### WHAT YOU HAVE TO DO
If a line below contains the string "animation", return that line.

### DATASET CONTENT
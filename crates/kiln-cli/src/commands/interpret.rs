//! Concept interpretation command

use super::load_config;
use anyhow::Result;
use kiln_gen::{ConceptInterpreter, PromptCompiler, StyleAnalyzer, StyleTable};
use std::sync::Arc;

pub fn run(concept: &str, format: &str) -> Result<()> {
    let interpretation = ConceptInterpreter::new().interpret(concept);

    if format == "json" {
        println!("{}", serde_json::to_string_pretty(&interpretation)?);
        return Ok(());
    }

    let config = load_config();
    let styles = match config.styles_file() {
        Some(path) => StyleTable::load_with_overrides(path)?,
        None => StyleTable::builtin(),
    };
    let analyzer = StyleAnalyzer::new(Arc::new(styles));

    let p = &interpretation.params;
    println!("Concept: {}", concept);
    println!("  Entity:      {}", p.entity);
    if let Some(subject) = &p.subject {
        println!("  Subject:     {}", subject);
    }
    println!("  Style:       {}", p.style);
    println!("  Perspective: {}", p.perspective);
    println!("  Resolution:  {}", p.resolution);
    if let Some(action) = p.action {
        println!(
            "  Action:      {} ({} frames, {})",
            action,
            p.frames(),
            if p.looping.unwrap_or(false) { "looping" } else { "once" }
        );
    }
    if let Some(theme) = &p.theme {
        println!("  Theme:       {}", theme);
    }
    println!("  Confidence:  {:.2}", interpretation.confidence);

    println!("\nReasoning:");
    for line in &interpretation.reasoning {
        println!("  - {}", line);
    }

    let resolution = analyzer.resolve(p);
    for warning in &resolution.warnings {
        println!("\nWarning: {}", warning);
    }
    let prompt = PromptCompiler::new().compile(p, &resolution.config);
    println!("\nPrompt ({}):", prompt.model);
    println!("  + {}", prompt.positive);
    println!("  - {}", prompt.negative);
    Ok(())
}
//! Kiln CLI - Command-line interface for the Kiln sprite pipeline

mod commands;

use anyhow::Result;
use clap::{Parser, Subcommand};
use commands::{generate, interpret, motion, plan, validate};
use tracing_subscriber::{layer::SubscriberExt, util::SubscriberInitExt};

#[derive(Parser)]
#[command(name = "kiln")]
#[command(about = "Concept-to-sprite generation for game assets", long_about = None)]
#[command(version)]
struct Cli {
    /// Enable debug logging for kiln crates
    #[arg(short, long, global = true)]
    verbose: bool,

    #[command(subcommand)]
    command: Commands,
}

#[derive(Subcommand)]
enum Commands {
    /// Show how a concept is interpreted, without generating
    Interpret {
        /// Free-text concept (e.g., "pixel art fire dragon idle animation side view")
        concept: String,

        /// Output format (text or json)
        #[arg(long, default_value = "text")]
        format: String,
    },

    /// Generate a sprite from a concept
    Generate {
        /// Free-text concept
        concept: String,

        /// Target engine for code bindings (phaser, godot, unity, generic)
        #[arg(long, default_value = "generic")]
        engine: String,

        /// Provider to use (mock, flux)
        #[arg(long)]
        provider: Option<String>,

        /// Output directory
        #[arg(short, long, default_value = "sprites")]
        output: String,

        /// Skip post-processing
        #[arg(long)]
        no_post: bool,

        /// Skip quality validation
        #[arg(long)]
        no_validate: bool,

        /// Skip sheet packing and code bindings
        #[arg(long)]
        no_export: bool,

        /// Fail on any validation warning
        #[arg(long)]
        require_valid: bool,

        /// Random seed for reproducibility
        #[arg(long)]
        seed: Option<u64>,

        /// Generate every animation state instead of the concept's action
        #[arg(long)]
        all_states: bool,
    },

    /// Transfer the motion of a reference sheet onto a new subject
    Motion {
        /// Reference sprite sheet (PNG)
        sheet: String,

        /// Description of the new subject
        #[arg(long)]
        target: String,

        /// Visual style for the new frames
        #[arg(long, default_value = "pixel-art")]
        style: String,

        /// Width of one reference frame
        #[arg(long)]
        frame_width: u32,

        /// Height of one reference frame
        #[arg(long)]
        frame_height: u32,

        /// Provider to use (mock, flux)
        #[arg(long)]
        provider: Option<String>,

        /// Output directory
        #[arg(short, long, default_value = "sprites")]
        output: String,
    },

    /// Validate a sprite image
    Validate {
        /// Path to the image
        path: String,

        /// Output format (text or json)
        #[arg(long, default_value = "text")]
        format: String,
    },

    /// Plan the asset set a missing asset id belongs to
    Plan {
        /// Missing asset id (e.g., hero_walk_north)
        asset_id: String,

        /// Force a set type (directional, animation, color-variants, equipment)
        #[arg(long)]
        set_type: Option<String>,

        /// Output format (text or json)
        #[arg(long, default_value = "text")]
        format: String,
    },
}

fn init_tracing(verbose: bool) {
    let default = if verbose { "kiln=debug" } else { "kiln=info" };
    tracing_subscriber::registry()
        .with(tracing_subscriber::EnvFilter::try_from_default_env().unwrap_or_else(|_| default.into()))
        .with(tracing_subscriber::fmt::layer().with_writer(std::io::stderr))
        .init();
}

fn main() -> Result<()> {
    let cli = Cli::parse();
    init_tracing(cli.verbose);

    match cli.command {
        Commands::Interpret { concept, format } => interpret::run(&concept, &format),
        Commands::Generate {
            concept,
            engine,
            provider,
            output,
            no_post,
            no_validate,
            no_export,
            require_valid,
            seed,
            all_states,
        } => generate::run(generate::GenerateArgs {
            concept,
            engine,
            provider,
            output,
            no_post,
            no_validate,
            no_export,
            require_valid,
            seed,
            all_states,
        }),
        Commands::Motion {
            sheet,
            target,
            style,
            frame_width,
            frame_height,
            provider,
            output,
        } => motion::run(motion::MotionArgs {
            sheet,
            target,
            style,
            frame_width,
            frame_height,
            provider,
            output,
        }),
        Commands::Validate { path, format } => validate::run(&path, &format),
        Commands::Plan {
            asset_id,
            set_type,
            format,
        } => plan::run(&asset_id, set_type.as_deref(), &format),
    }
}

### EXERCISE SOLUTION
        /// Free-text concept (e.g., "pixel art fire dragon idle animation side view")
        /// Generate every animation state instead of the concept's action
        /// Force a set type (directional, animation, color-variants, equipment)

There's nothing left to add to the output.